Yesterday’s court approval of the plan came after Telus Corp. (NYSE: TU; Toronto: T) decided to back off its threat to force a new vote by the Canadian creditors, agreeing to make its $25 million claim during the U.S. court proceedings instead.

“We hit a little bump in the road with Telus,” says 360networks treasurer and vice president of finance Chris Mueller, insisting that Telus had no other choice but to agree to make its claim before the U.S. court, since its grievance was with one of 360networks’ U.S. companies. He says he doesn’t remember which company it was, but reveals that the claim pertains to a route purchased between Vancouver and Seattle.

That’s bad news for Telus. Mueller says that since 360networks has more unsecured creditors in the U.S. than in Canada, the company should have more leverage in its negotiations with Telus south of the boarder, and that Telus can forget recouping its full $25 million. “They’ll get somewhere between $1 and $25 million,” he says vaguely. If the claim isn’t settled, Telus will join the pool of 360networks’ unsecured creditors, which are set to get 12 percent of the equity in the new company. Telus didn’t return calls by press time.

Under the plan, the company’s secured creditors will convert most of their debt for about 80 percent ownership of the new company. Shareholders and holders of about $1.4 billion in unsecured bonds will get nothing under the plan.

360networks says it expects to reemerge from bankruptcy as a purely North-American telecom in late October. Before the company filed for Chapter 11 on June 28 last year, it had a backbone that stretched around the globe. Since then, it has written off the value of many of its assets, and all of its European assets have been liquidated in accordance with European bankruptcy law. The carrier is also close to a sale of its Atlantic sub-sea cable, according to Mueller. He admits, however, that the price the company will be getting for what was once considered a major asset will be far below the estimated $800 million original construction cost.
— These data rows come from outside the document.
use cadence_core::api::{
    OrchestratorError, PlannedWaves, Task, Wave, WaveContext, WaveStatus, WaveStrategyPlugin,
    PROGRESSIVE_STRATEGY,
};
use serde_json::json;

/// Architectural layers, ordered from foundations to finalization.
#[derive(Debug, Clone, Copy, PartialEq, Eq)]
pub enum Phase {
    Foundations,
    CoreLogic,
    Integration,
    Finalization,
}

impl Phase {
    const ALL: [Phase; 4] = [
        Phase::Foundations,
        Phase::CoreLogic,
        Phase::Integration,
        Phase::Finalization,
    ];

    fn wave_name(self) -> &'static str {
        match self {
            Self::Foundations => "Foundations",
            Self::CoreLogic => "Core Logic",
            Self::Integration => "Integration",
            Self::Finalization => "Finalization",
        }
    }

    fn rank(self) -> usize {
        Self::ALL.iter().position(|p| *p == self).unwrap_or(3)
    }
}

/// Groups tasks into architectural layers by name: foundations first, then
/// core logic, then integration, then finalization. Classification looks at
/// task names only; declared dependencies do not move a task between layers.
///
/// The pattern table is configurable: each entry pairs a [`Phase`] with the
/// lowercase substrings that route a task into it, checked in table order
/// with the first match winning. Tasks matching nothing land in the
/// finalization layer.
#[derive(Debug, Clone)]
pub struct ProgressiveStrategy {
    patterns: Vec<(Phase, Vec<String>)>,
}

impl Default for ProgressiveStrategy {
    fn default() -> Self {
        Self::new(Self::default_patterns())
    }
}

impl ProgressiveStrategy {
    pub fn new(patterns: Vec<(Phase, Vec<String>)>) -> Self {
        Self { patterns }
    }

    pub fn default_patterns() -> Vec<(Phase, Vec<String>)> {
        let strings = |words: &[&str]| words.iter().map(|w| w.to_string()).collect();
        vec![
            (
                Phase::Foundations,
                strings(&[
                    "entity", "model", "schema", "migration", "setup", "struct", "config",
                ]),
            ),
            (
                Phase::CoreLogic,
                strings(&["service", "logic", "handler", "usecase", "domain"]),
            ),
            (
                Phase::Integration,
                strings(&[
                    "controller",
                    "api",
                    "endpoint",
                    "route",
                    "client",
                    "integration",
                    "wire",
                ]),
            ),
            (
                Phase::Finalization,
                strings(&["doc", "test", "polish", "cleanup", "final", "release"]),
            ),
        ]
    }

    fn classify(&self, task_name: &str) -> Phase {
        let name = task_name.to_lowercase();
        for (phase, words) in &self.patterns {
            if words.iter().any(|w| name.contains(w.as_str())) {
                return *phase;
            }
        }
        Phase::Finalization
    }
}

impl WaveStrategyPlugin for ProgressiveStrategy {
    fn name(&self) -> &str {
        PROGRESSIVE_STRATEGY
    }

    fn plan_waves(
        &self,
        tasks: &[Task],
        _prior: Option<&WaveContext>,
    ) -> Result<PlannedWaves, OrchestratorError> {
        let mut buckets: [Vec<String>; 4] = Default::default();
        for task in tasks {
            buckets[self.classify(&task.name).rank()].push(task.name.clone());
        }

        let mut waves = Vec::new();
        for (phase, bucket) in Phase::ALL.into_iter().zip(buckets) {
            if bucket.is_empty() {
                continue;
            }
            let order = waves.len() as u32 + 1;
            waves.push(Wave::new(phase.wave_name(), order, bucket));
        }

        Ok(PlannedWaves {
            total_tasks: tasks.len(),
            estimated_minutes: tasks.iter().map(|t| t.estimated_minutes).sum(),
            metadata: json!({ "layers": waves.iter().map(|w| w.name.clone()).collect::<Vec<_>>() }),
            waves,
        })
    }

    fn should_continue_after_wave(&self, wave: &Wave, ctx: &WaveContext) -> bool {
        wave.status != WaveStatus::Failed && !ctx.has_critical_issues()
    }
}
The company’s backbone isn’t the only thing that has shrunk since the bankruptcy filing. 360networks, which once had nearly 2,000 employees and about $3 billion in debt, will reemerge with about 450 employees and a mere $200 million debt load. The carrier claims it will have approximately $50 million in cash when it emerges from bankruptcy.

“Of the large wholesale fiber providers, we clearly have the lowest cost-structure,” Mueller says, insisting that the company should be cash-flow positive as soon as next year. “We’re in a good position to weather the storm.” He says that the company has been approached by several potential new customers that have been impressed by its cost structure.

But while scaling down operations is definitely a step in the right direction, some observers worry that it won’t be enough to save the carrier from another collapse. “Their underlying business plan is basically the same,” says i2 Partners LLC analyst Andrei Jezierski, who recently published a study titled "Telecom Distressed Assets: Bondholders Beware" (see Chapter 11 'Fix' is Doubtful). “I believe they still need to be quite a bit smaller, and have a different footprint. They may have made themselves smaller, but their shape is still the same.”

Mueller admits that the company will be following pretty much the same business plan as it did before filing for Chapter 11, although he does say it is trying to scale back on its reliance on dark fiber sales. Before the bankruptcy, dark fiber made up about 80 percent of the company’s business. “We’re going to be doing less and less of that,” Mueller says, claiming that infrastructure sales will make up about 50 percent of the company’s revenues when it emerges from bankruptcy, and that that number will steadily decline going forward (see Solution for the Fiber Glut: Turn It Off?).

Without dramatically changing its business model, however, Jezierski says it’s doubtful 360networks can reach positive cash flow next year, as Mueller claims it can. “That strikes me as a very ambitious claim,” he says. “It’s almost an unnecessarily aggressive goal.”